Monday, June 25, 2007

family matters

So, I've been stalling my blog because I learned some sad news about one of the members of my family. I didn't know if this was the place to vent; I didn't know how to vent, or if I even had the right to. What happened was my sister took my niece to the doctor's for a long overdue checkup, and through a series of tests and examinations found out that she has a bone disease (something that she's had from birth) that is causing her bones to grow out of alignment. And they may not be able to do anything about it.

Now that doesn't mean she's going to die, but it does mean she could become disabled by it later on, because if they are indeed unable to help her, her bones will get progressively more deformed-it could become painful for her, painful in ways that are beyond physical discomfort. Actually nobody in my family is especially healthy. My sister (my niece's mother) has had Type 1 Diabetes since the age of 5, I already told you about my mother's cancer, and I have my own serious health problems. But most of our issues are the kind that are not seen on the surface-the average person could not look at any one of us and tell that we're chronically ill. That won't be the case with my niece. She will probably be ostracized for her illness, merely because she looks different, she'll be treated as unnatural..and there's nothing I can do about it either.
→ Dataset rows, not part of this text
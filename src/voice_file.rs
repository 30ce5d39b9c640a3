//! Plain text voice parameter file.
//!
//! Each voice is a parenthesised tuple:
//!
//! ```text
//! # comment
//! ( @005,
//!   31, 0, 7, 0, 4, 32, 3, 1, 2, 0, 0,   # M1: AR D1R D2R RR SL TL KS MUL DT1 DT2 AME
//!   ...three more operators...
//!   4, 7, 15 )                            # CON FL SM
//! ```
//!
//! A malformed entry is replaced by the default voice and parsing carries on.

use std::fmt::Write as _;
use std::path::Path;

use log::{debug, warn};

use crate::error::{Error, Result};
use crate::opm::OPERATORS;
use crate::voice::{OperatorData, VoiceData, MAX_TONES};

/// File name looked for when no explicit voice file is configured.
pub const DEFAULT_VOICE_FILE: &str = "tone_sample.cfg";

/// Upper bounds of the eleven operator fields in file order.
const OPERATOR_FIELD_MAX: [u32; 11] = [31, 31, 31, 15, 15, 127, 3, 15, 7, 3, 1];

/// Upper bounds of the trailing CON, FL, SM fields.
const VOICE_FIELD_MAX: [u32; 3] = [7, 7, 15];

const VALUES_PER_ENTRY: usize = OPERATORS * OPERATOR_FIELD_MAX.len() + VOICE_FIELD_MAX.len();

/// Outcome of parsing a voice file.
#[derive(Debug, Default)]
pub struct VoiceFile {
    /// Parsed voices with their tone numbers, in file order.
    pub voices: Vec<(usize, VoiceData)>,
    /// Entries that were malformed and fell back to the default voice.
    pub failures: usize,
}

impl VoiceFile {
    /// Copy every parsed voice into a tone table.
    pub fn apply(&self, tones: &mut [VoiceData]) {
        for (index, voice) in &self.voices {
            if let Some(slot) = tones.get_mut(*index) {
                *slot = voice.clone();
            }
        }
    }
}

/// Read and parse a voice file from disk.
pub fn load_voice_file(path: &Path) -> Result<VoiceFile> {
    let text = std::fs::read_to_string(path)?;
    let parsed = parse_voice_file(&text);
    debug!(
        "VOICE: loaded {} voices from {} ({} failures)",
        parsed.voices.len(),
        path.display(),
        parsed.failures
    );
    if parsed.voices.is_empty() && !text.trim().is_empty() {
        return Err(Error::VoiceFile {
            path: path.to_path_buf(),
            line: 1,
            msg: "no voice entries found".to_string(),
        });
    }
    Ok(parsed)
}

/// Remove `#` comments, keeping line structure so entries can report lines.
fn strip_comments(text: &str) -> String {
    text.lines()
        .map(|line| line.split('#').next().unwrap_or(""))
        .collect::<Vec<_>>()
        .join("\n")
}

fn parse_tone_number(token: &str) -> Option<usize> {
    token.trim().strip_prefix('@')?.trim().parse().ok()
}

fn parse_entry(body: &str) -> std::result::Result<(usize, VoiceData), (Option<usize>, String)> {
    let mut tokens = body.split(',');
    let tone = tokens
        .next()
        .and_then(parse_tone_number)
        .ok_or((None, "missing @NNN tone number".to_string()))?;

    let values: Vec<&str> = tokens.map(str::trim).collect();
    if values.len() != VALUES_PER_ENTRY {
        return Err((
            Some(tone),
            format!("expected {} values, found {}", VALUES_PER_ENTRY, values.len()),
        ));
    }
    let mut numbers = Vec::with_capacity(VALUES_PER_ENTRY);
    for value in values {
        let n: u32 = value
            .parse()
            .map_err(|_| (Some(tone), format!("bad value '{}'", value)))?;
        numbers.push(n);
    }

    let field = |op: usize, i: usize| numbers[op * 11 + i].min(OPERATOR_FIELD_MAX[i]) as u8;
    let ops: [OperatorData; OPERATORS] = std::array::from_fn(|op| {
        OperatorData::from_file_order(
            field(op, 0),
            field(op, 1),
            field(op, 2),
            field(op, 3),
            field(op, 4),
            field(op, 5),
            field(op, 6),
            field(op, 7),
            field(op, 8),
            field(op, 9),
            field(op, 10),
        )
    });
    let tail = &numbers[OPERATORS * 11..];
    let trailing = |i: usize| tail[i].min(VOICE_FIELD_MAX[i]) as u8;

    Ok((
        tone,
        VoiceData {
            name: format!("V{:03}", tone),
            con: trailing(0),
            fl: trailing(1),
            slot_mask: trailing(2),
            ops,
        },
    ))
}

/// Parse voice file text.
pub fn parse_voice_file(text: &str) -> VoiceFile {
    let clean = strip_comments(text);
    let mut out = VoiceFile::default();
    let mut rest = clean.as_str();
    let mut consumed_lines = 1;

    while let Some(open) = rest.find('(') {
        consumed_lines += rest[..open].matches('\n').count();
        let after = &rest[open + 1..];
        let Some(close) = after.find(')') else {
            warn!("VOICE: line {}: unterminated entry", consumed_lines);
            out.failures += 1;
            break;
        };
        let body = &after[..close];
        match parse_entry(body) {
            Ok((tone, voice)) if tone < MAX_TONES => out.voices.push((tone, voice)),
            Ok((tone, _)) => {
                warn!("VOICE: line {}: tone @{} out of range, skipped", consumed_lines, tone);
            }
            Err((tone, msg)) => {
                out.failures += 1;
                match tone {
                    Some(tone) if tone < MAX_TONES => {
                        warn!(
                            "VOICE: line {}: @{}: {}, using default voice",
                            consumed_lines, tone, msg
                        );
                        out.voices.push((tone, VoiceData::default()));
                    }
                    _ => warn!("VOICE: line {}: {}, entry skipped", consumed_lines, msg),
                }
            }
        }
        consumed_lines += body.matches('\n').count();
        rest = &after[close + 1..];
    }
    out
}

/// Render voices back into the text format.
pub fn format_voice_file(voices: &[(usize, VoiceData)]) -> String {
    let mut out = String::from("# AR D1R D2R RR SL TL KS MUL DT1 DT2 AME per operator, then CON FL SM\n");
    for (tone, voice) in voices {
        let _ = writeln!(out, "( @{:03},", tone);
        for op in &voice.ops {
            let _ = writeln!(
                out,
                "  {}, {}, {}, {}, {}, {}, {}, {}, {}, {}, {},",
                op.ar, op.d1r, op.d2r, op.rr, op.sl, op.tl, op.ks, op.mul, op.dt1, op.dt2, op.ame
            );
        }
        let _ = writeln!(out, "  {}, {}, {} )", voice.con, voice.fl, voice.slot_mask);
    }
    out
}

#[cfg(test)]
mod tests {
    use super::*;

    const SAMPLE: &str = "\
# sample voice file
( @000,
  31, 0, 7, 0, 4, 32, 3, 1, 2, 0, 0,   # M1
  31, 0, 7, 0, 4, 28, 3, 3, 7, 0, 0,
  22, 7, 3, 7, 3, 10, 2, 1, 4, 0, 0,
  22, 7, 3, 7, 3, 10, 2, 1, 1, 0, 0,
  4, 7, 15 )
( @002, 99, 0, 0, 0, 0, 0, 0, 0, 0, 0, 0,
  31, 0, 0, 0, 0, 0, 0, 0, 0, 0, 0,
  31, 0, 0, 0, 0, 0, 0, 0, 0, 0, 0,
  31, 0, 0, 0, 0, 0, 0, 0, 0, 0, 0,
  9, 7, 15 )
";

    #[test]
    fn test_parse_sample_entry() {
        let parsed = parse_voice_file(SAMPLE);
        assert_eq!(parsed.failures, 0);
        assert_eq!(parsed.voices.len(), 2);

        let (tone, voice) = &parsed.voices[0];
        assert_eq!(*tone, 0);
        let default = VoiceData::default();
        assert_eq!(voice.ops, default.ops);
        assert_eq!(voice.con, 4);
        assert_eq!(voice.fl, 7);
        assert_eq!(voice.slot_mask, 15);
    }

    #[test]
    fn test_values_are_clamped() {
        let parsed = parse_voice_file(SAMPLE);
        let (tone, voice) = &parsed.voices[1];
        assert_eq!(*tone, 2);
        assert_eq!(voice.ops[0].ar, 31);
        assert_eq!(voice.con, 7);
    }

    #[test]
    fn test_bad_entry_falls_back_and_continues() {
        let text = "( @001, 1, 2, three )\n( @004, 1 )\n( nonsense )\n".to_string()
            + SAMPLE;
        let parsed = parse_voice_file(&text);
        assert_eq!(parsed.failures, 3);
        // Two defaults for @001 and @004, then the two good entries.
        assert_eq!(parsed.voices.len(), 4);
        assert_eq!(parsed.voices[0], (1, VoiceData::default()));
        assert_eq!(parsed.voices[1], (4, VoiceData::default()));
        assert_eq!(parsed.voices[2].0, 0);
    }

    #[test]
    fn test_format_round_trip() {
        let voices: Vec<(usize, VoiceData)> = VoiceData::default_set()
            .into_iter()
            .enumerate()
            .map(|(i, mut v)| {
                v.name = format!("V{:03}", i * 3);
                (i * 3, v)
            })
            .collect();
        let text = format_voice_file(&voices);
        let parsed = parse_voice_file(&text);
        assert_eq!(parsed.failures, 0);
        assert_eq!(parsed.voices, voices);
    }

    #[test]
    fn test_apply_ignores_out_of_range() {
        let file = VoiceFile {
            voices: vec![(MAX_TONES + 1, VoiceData::default())],
            failures: 0,
        };
        let mut tones = VoiceData::default_tones();
        let before = tones.clone();
        file.apply(&mut tones);
        assert_eq!(tones, before);
    }
}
Beyond not knowing how to help her right now, I feel at a loss as to how to help prepare her mentally, physically, and emotionally for her future. How do you teach a person to be stronger than anyone she's known? We can make her tough, but I fear we'll sacrifice the open, sweet spirit she has right now. I want her to be wise, not pitiful. I don't want to make her into a clone of me, I want her to be better than me, because I know she can be. Heh, she's already better than me, she already has this ability to put herself out there, to enjoy life, even if it's hard at times. I don't want that to be taken away from her. I want to teach her to hold onto that, but I have to grab hold of it myself before I can even begin.

So, basically during my break I've been trying not to rationalize my frustration away, trying to seriously analyze it. Trying to convice myself that her life is not over, just because right now I can't make sense of how it will go on. She's not me. She won't give up on herself, I won't allow it, and neither will anyone else in my family. I'm also learning that it's okay to be frustrated with no one in particular, I don't have to be mad at myself or anyone else for what's happened, I still have a right to say, "It's not fair. Life is not fair." But I don't have a right to make this all about me. It's not my burden to bear, but I can help make it a little lighter for her.

2 comments:

Anonymous said...

I am so sorry, D! yes, life really is unfair, aiming its crappiest shots to those who deserve good things happening to them instead.
you and your family are in my thoughts and I know you will support your niece to the best of your ability, and love her to pieces for it too.

danucal said...

Thank you so much for your kind words, Celine. As cliche as it is, taking it one day at a time is tried and true, so that's what we're going to do. I guess that's all we can do.

I'm actually happy that the news wasn't worse, you know? I don't know anyone who doesn't have some kind of physical ailment, so why should my family be any different? Well, it's still depressing, but I really appreciate your support.